Work item: Go through the material under this sentence. Return every line holding "IrqMutex".

(Given information)

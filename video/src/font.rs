//! Glyph store: 256 glyphs of 8x16, one byte per row.
//!
//! The real face ships as `/system/font/orion.fnt` and is loaded at boot
//! (raw bitmap, or PSF1 whose header is skipped — the full PSF parser is a
//! collaborator). Until then a hollow-box fallback keeps text legible
//! enough to read boot messages.

use orion_lib::IrqMutex;

pub const GLYPH_W: usize = 8;
pub const GLYPH_H: usize = 16;
const GLYPH_COUNT: usize = 256;
const FONT_BYTES: usize = GLYPH_COUNT * GLYPH_H;

const PSF1_MAGIC: [u8; 2] = [0x36, 0x04];

struct FontStore {
    data: [u8; FONT_BYTES],
    loaded: bool,
}

fn fallback_glyph(row: usize) -> u8 {
    match row {
        2 | 12 => 0x7E,
        3..=11 => 0x42,
        _ => 0,
    }
}

static FONT: IrqMutex<FontStore> = IrqMutex::new(FontStore {
    data: [0; FONT_BYTES],
    loaded: false,
});

fn ensure_fallback(store: &mut FontStore) {
    if store.loaded {
        return;
    }
    // Printable range gets the box; control glyphs stay blank.
    for glyph in 0x20..0x7F {
        for row in 0..GLYPH_H {
            store.data[glyph * GLYPH_H + row] = fallback_glyph(row);
        }
    }
    store.loaded = true;
}

/// Install a font image: raw 4096-byte bitmap or PSF1 (header skipped).
pub fn load_from_bytes(image: &[u8]) -> bool {
    let body = if image.len() >= 4 && image[..2] == PSF1_MAGIC {
        &image[4..]
    } else {
        image
    };
    if body.len() < FONT_BYTES {
        return false;
    }

    let mut store = FONT.lock();
    store.data.copy_from_slice(&body[..FONT_BYTES]);
    store.loaded = true;
    true
}

/// Row bitmap of one glyph row. Never fails — missing fonts fall back.
pub fn glyph_row(ch: u8, row: usize) -> u8 {
    let mut store = FONT.lock();
    ensure_fallback(&mut store);
    store.data[ch as usize * GLYPH_H + (row % GLYPH_H)]
}

/// Copy a whole glyph out (the renderer avoids 16 lock round-trips).
pub fn glyph(ch: u8) -> [u8; GLYPH_H] {
    let mut store = FONT.lock();
    ensure_fallback(&mut store);
    let mut out = [0u8; GLYPH_H];
    out.copy_from_slice(&store.data[ch as usize * GLYPH_H..ch as usize * GLYPH_H + GLYPH_H]);
    out
}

(End Given information)

Answer to this exercise:
use orion_lib::IrqMutex;
static FONT: IrqMutex<FontStore> = IrqMutex::new(FontStore {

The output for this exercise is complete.